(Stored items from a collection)
- - - -

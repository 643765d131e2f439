//! HTTP surface of the cadastre scoring service.
//!
//! `POST /calc/` registers a parcel and returns a result id immediately;
//! scoring runs on a background worker pool. `GET /result/?result_id=` reports
//! the score once it has been written.

pub mod handlers;
pub mod infra;
pub mod routes;

pub use infra::app_state::AppState;
use axum::{Json, extract::State, http::StatusCode};
use serde_json::{Value, json};
use tracing::warn;

use crate::infra::{app_state::AppState, errors::AppError};

/// Liveness plus a storage round trip.
pub async fn health_handler(
    State(state): State<AppState>,
) -> (StatusCode, Json<Value>) {
    match state.calculations.check_storage().await {
        Ok(()) => (
            StatusCode::OK,
            Json(json!({ "status": "ok", "database": "ok" })),
        ),
        Err(err) => {
            warn!(error = %err, "health check: storage unavailable");
            (
                StatusCode::SERVICE_UNAVAILABLE,
                Json(json!({ "status": "degraded", "database": "unavailable" })),
            )
        }
    }
}

pub async fn not_found_handler() -> AppError {
    AppError::resource_not_found()
}
use async_trait::async_trait;

use crate::error::Result;

/// Liveness check for the backing store.
#[async_trait]
pub trait StorageHealth: Send + Sync {
    async fn ping(&self) -> Result<()>;
}
use std::sync::Arc;

use cadastre_model::{CadastralNumber, Parcel};
use tokio::sync::{broadcast, mpsc, mpsc::error::TrySendError};
use tokio::task::{JoinError, JoinHandle, JoinSet};
use tokio::time::timeout;
use tracing::{error, info, warn};

use super::{Scorer, ScoringConfig};
use crate::database::ports::results::ResultRepository;
use crate::error::{CadastreError, Result};

const EVENT_CHANNEL_CAPACITY: usize = 256;

/// A parcel waiting to be scored.
#[derive(Debug, Clone)]
pub struct ScoringJob {
    pub parcel: Parcel,
}

#[derive(Debug, Clone, PartialEq)]
pub enum ScoringOutcome {
    Completed(f64),
    Failed(String),
}

/// Published once per job when it finishes, successfully or not.
#[derive(Debug, Clone, PartialEq)]
pub struct ScoringEvent {
    pub cadastral_number: CadastralNumber,
    pub outcome: ScoringOutcome,
}

/// Producer side of the job queue. Cheap to clone.
#[derive(Debug, Clone)]
pub struct ScoringQueue {
    tx: mpsc::Sender<ScoringJob>,
}

impl ScoringQueue {
    /// Never waits: a full queue or a shut-down pool is reported as
    /// [`CadastreError::Unavailable`] and the job is dropped.
    pub fn enqueue(&self, parcel: Parcel) -> Result<()> {
        self.tx.try_send(ScoringJob { parcel }).map_err(|err| match err {
            TrySendError::Full(job) => CadastreError::Unavailable(format!(
                "scoring queue is full; dropped job for {}",
                job.parcel.cadastral_number
            )),
            TrySendError::Closed(job) => CadastreError::Unavailable(format!(
                "scoring queue is closed; dropped job for {}",
                job.parcel.cadastral_number
            )),
        })
    }

    pub fn is_closed(&self) -> bool {
        self.tx.is_closed()
    }
}

/// Runs scoring jobs in the background, each in its own task, with a cap on
/// how many run at once.
pub struct ScoringWorkerPool {
    dispatcher: JoinHandle<()>,
    shutdown_tx: mpsc::Sender<()>,
    events: broadcast::Sender<ScoringEvent>,
    config: ScoringConfig,
}

impl std::fmt::Debug for ScoringWorkerPool {
    fn fmt(&self, f: &mut std::fmt::Formatter<'_>) -> std::fmt::Result {
        f.debug_struct("ScoringWorkerPool")
            .field("max_concurrent_jobs", &self.config.max_concurrent_jobs)
            .field("queue_capacity", &self.config.queue_capacity)
            .field("subscribers", &self.events.receiver_count())
            .finish_non_exhaustive()
    }
}

impl ScoringWorkerPool {
    pub fn start(
        config: ScoringConfig,
        scorer: Arc<dyn Scorer>,
        results: Arc<dyn ResultRepository>,
    ) -> (Self, ScoringQueue) {
        let (jobs_tx, jobs_rx) = mpsc::channel(config.queue_capacity.max(1));
        let (shutdown_tx, shutdown_rx) = mpsc::channel(1);
        let (events, _) = broadcast::channel(EVENT_CHANNEL_CAPACITY);

        let dispatcher = tokio::spawn(Self::dispatch_loop(
            config.clone(),
            scorer,
            results,
            events.clone(),
            jobs_rx,
            shutdown_rx,
        ));

        info!(
            max_concurrent_jobs = config.max_concurrent_jobs,
            queue_capacity = config.queue_capacity,
            "Started scoring worker pool"
        );

        (
            Self {
                dispatcher,
                shutdown_tx,
                events,
                config,
            },
            ScoringQueue { tx: jobs_tx },
        )
    }

    /// Receive an event for every job that finishes after this call.
    pub fn subscribe(&self) -> broadcast::Receiver<ScoringEvent> {
        self.events.subscribe()
    }

    /// Stop taking jobs, give in-flight jobs the configured grace period,
    /// then abort whatever is still running.
    pub async fn shutdown(self) {
        let _ = self.shutdown_tx.send(()).await;
        if let Err(err) = self.dispatcher.await {
            error!("Scoring dispatcher ended abnormally: {err}");
        }
    }

    async fn dispatch_loop(
        config: ScoringConfig,
        scorer: Arc<dyn Scorer>,
        results: Arc<dyn ResultRepository>,
        events: broadcast::Sender<ScoringEvent>,
        mut jobs_rx: mpsc::Receiver<ScoringJob>,
        mut shutdown_rx: mpsc::Receiver<()>,
    ) {
        let max_in_flight = config.max_concurrent_jobs.max(1);
        let mut tasks = JoinSet::new();
        let mut queue_open = true;

        loop {
            tokio::select! {
                biased;
                _ = shutdown_rx.recv() => break,
                Some(joined) = tasks.join_next(), if !tasks.is_empty() => {
                    Self::log_join(joined);
                }
                job = jobs_rx.recv(), if queue_open && tasks.len() < max_in_flight => {
                    match job {
                        Some(job) => {
                            tasks.spawn(Self::run_job(
                                job,
                                scorer.clone(),
                                results.clone(),
                                events.clone(),
                            ));
                        }
                        None => queue_open = false,
                    }
                }
            }
        }

        jobs_rx.close();
        let mut dropped = 0usize;
        while let Ok(job) = jobs_rx.try_recv() {
            dropped += 1;
            warn!(
                cadastral_number = %job.parcel.cadastral_number,
                "Scoring job dropped at shutdown; result stays pending"
            );
        }

        let in_flight = tasks.len();
        info!(
            in_flight,
            dropped,
            grace_secs = config.shutdown_grace.as_secs_f64(),
            "Scoring worker pool shutting down"
        );

        let drained = timeout(config.shutdown_grace, async {
            while let Some(joined) = tasks.join_next().await {
                Self::log_join(joined);
            }
        })
        .await;

        if drained.is_err() {
            warn!(
                aborted = tasks.len(),
                "Aborting scoring jobs still running after the grace period"
            );
            tasks.shutdown().await;
        }
    }

    async fn run_job(
        job: ScoringJob,
        scorer: Arc<dyn Scorer>,
        results: Arc<dyn ResultRepository>,
        events: broadcast::Sender<ScoringEvent>,
    ) {
        let cadastral_number = job.parcel.cadastral_number.clone();
        info!(%cadastral_number, "Scoring job started");

        let outcome = match scorer.score(&job.parcel).await {
            Ok(score) => {
                match results.update_score(&cadastral_number, score).await {
                    Ok(0) => {
                        warn!(
                            %cadastral_number,
                            "Scored parcel has no result row; it was removed"
                        );
                        ScoringOutcome::Failed("result row not found".into())
                    }
                    Ok(_) => {
                        info!(%cadastral_number, score, "Scoring job completed");
                        ScoringOutcome::Completed(score)
                    }
                    Err(err) => {
                        error!(%cadastral_number, "Failed to store score: {err}");
                        ScoringOutcome::Failed(err.to_string())
                    }
                }
            }
            Err(err) => {
                error!(%cadastral_number, "Scoring failed: {err}");
                ScoringOutcome::Failed(err.to_string())
            }
        };

        // No subscribers is the normal case outside tests.
        let _ = events.send(ScoringEvent {
            cadastral_number,
            outcome,
        });
    }

    fn log_join(joined: std::result::Result<(), JoinError>) {
        if let Err(err) = joined
            && err.is_panic()
        {
            error!("Scoring job panicked: {err}");
        }
    }
}

#[cfg(test)]
mod tests {
    use super::*;
    use crate::database::InMemoryStore;
    use crate::database::ports::territory::TerritoryRepository;
    use crate::scoring::{FixedScorer, MockScorer};
    use cadastre_model::ScoreLookup;
    use std::time::Duration;

    fn parcel(number: &str) -> Parcel {
        Parcel::new(number, -30.2155, 70.1558).unwrap()
    }

    fn config() -> ScoringConfig {
        ScoringConfig {
            max_concurrent_jobs: 2,
            queue_capacity: 8,
            shutdown_grace: Duration::from_secs(1),
            ..ScoringConfig::default()
        }
    }

    #[tokio::test]
    async fn completed_jobs_write_the_score_and_publish_an_event() {
        let store = Arc::new(InMemoryStore::new());
        let parcel = parcel("66:66:666666:65");
        let id = store.create(&parcel).await.unwrap();

        let (pool, queue) = ScoringWorkerPool::start(
            config(),
            Arc::new(FixedScorer::new(55.532757)),
            store.clone(),
        );
        let mut events = pool.subscribe();

        queue.enqueue(parcel.clone()).unwrap();
        let event = events.recv().await.unwrap();

        assert_eq!(event.cadastral_number, parcel.cadastral_number);
        assert_eq!(event.outcome, ScoringOutcome::Completed(55.532757));
        assert_eq!(
            store.get_score(id).await.unwrap(),
            ScoreLookup::Computed(55.532757)
        );
        pool.shutdown().await;
    }

    #[tokio::test]
    async fn scorer_failure_leaves_the_row_pending() {
        let store = Arc::new(InMemoryStore::new());
        let parcel = parcel("11:11:111111:11");
        let id = store.create(&parcel).await.unwrap();

        let mut scorer = MockScorer::new();
        scorer
            .expect_score()
            .times(1)
            .returning(|_| Err(CadastreError::Scoring("remote blew up".into())));

        let (pool, queue) =
            ScoringWorkerPool::start(config(), Arc::new(scorer), store.clone());
        let mut events = pool.subscribe();

        queue.enqueue(parcel).unwrap();
        let event = events.recv().await.unwrap();

        assert!(matches!(
            event.outcome,
            ScoringOutcome::Failed(ref message) if message.contains("remote blew up")
        ));
        assert_eq!(store.get_score(id).await.unwrap(), ScoreLookup::Pending);
        pool.shutdown().await;
    }

    #[tokio::test]
    async fn missing_result_row_is_reported_as_failure() {
        let store = Arc::new(InMemoryStore::new());
        let (pool, queue) = ScoringWorkerPool::start(
            config(),
            Arc::new(FixedScorer::new(1.0)),
            store,
        );
        let mut events = pool.subscribe();

        queue.enqueue(parcel("22:22:222222:22")).unwrap();
        let event = events.recv().await.unwrap();

        assert_eq!(
            event.outcome,
            ScoringOutcome::Failed("result row not found".into())
        );
        pool.shutdown().await;
    }

    #[tokio::test(start_paused = true)]
    async fn jobs_run_concurrently_up_to_the_cap() {
        let store = Arc::new(InMemoryStore::new());
        let numbers = ["10:00:000000:01", "10:00:000000:02", "10:00:000000:03"];
        for number in numbers {
            store.create(&parcel(number)).await.unwrap();
        }

        let scorer =
            FixedScorer::new(7.0).with_delay(Duration::from_secs(10));
        let (pool, queue) =
            ScoringWorkerPool::start(config(), Arc::new(scorer), store);
        let mut events = pool.subscribe();

        let started = tokio::time::Instant::now();
        for number in numbers {
            queue.enqueue(parcel(number)).unwrap();
        }

        let mut finished_at = Vec::new();
        for _ in numbers {
            let event = events.recv().await.unwrap();
            assert_eq!(event.outcome, ScoringOutcome::Completed(7.0));
            finished_at.push(started.elapsed());
        }

        // Two run side by side, the third waits for a free slot.
        assert!(finished_at[1] < Duration::from_secs(11));
        assert!(finished_at[2] >= Duration::from_secs(20));
        pool.shutdown().await;
    }

    #[tokio::test(start_paused = true)]
    async fn full_queue_rejects_without_waiting() {
        let store = Arc::new(InMemoryStore::new());
        let config = ScoringConfig {
            max_concurrent_jobs: 1,
            queue_capacity: 1,
            ..config()
        };
        let scorer =
            FixedScorer::new(3.0).with_delay(Duration::from_secs(15));
        let (pool, queue) =
            ScoringWorkerPool::start(config, Arc::new(scorer), store);

        queue.enqueue(parcel("40:00:000000:01")).unwrap();
        // The dispatcher takes the first job; the second fills the queue.
        tokio::time::sleep(Duration::from_millis(10)).await;
        queue.enqueue(parcel("40:00:000000:02")).unwrap();

        let err = queue.enqueue(parcel("40:00:000000:03")).unwrap_err();
        assert!(
            matches!(err, CadastreError::Unavailable(ref message) if message.contains("full")),
            "{err:?}"
        );
        pool.shutdown().await;
    }

    #[tokio::test(start_paused = true)]
    async fn shutdown_aborts_jobs_that_outlive_the_grace_period() {
        let store = Arc::new(InMemoryStore::new());
        let parcel = parcel("33:33:333333:33");
        let id = store.create(&parcel).await.unwrap();

        let scorer =
            FixedScorer::new(9.0).with_delay(Duration::from_secs(60));
        let (pool, queue) =
            ScoringWorkerPool::start(config(), Arc::new(scorer), store.clone());

        queue.enqueue(parcel.clone()).unwrap();
        // Let the dispatcher pick the job up before shutting down.
        tokio::time::sleep(Duration::from_millis(10)).await;

        pool.shutdown().await;

        assert_eq!(store.get_score(id).await.unwrap(), ScoreLookup::Pending);
        assert!(queue.is_closed());
        assert!(matches!(
            queue.enqueue(parcel),
            Err(CadastreError::Unavailable(_))
        ));
    }
}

- - - -

### [ABOUT THIS EXERCISE]
Could you return the lines in the entries above that contain "JoinError"?

### [EXERCISE SOLUTION]
use tokio::task::{JoinError, JoinHandle, JoinSet};
    fn log_join(joined: std::result::Result<(), JoinError>) {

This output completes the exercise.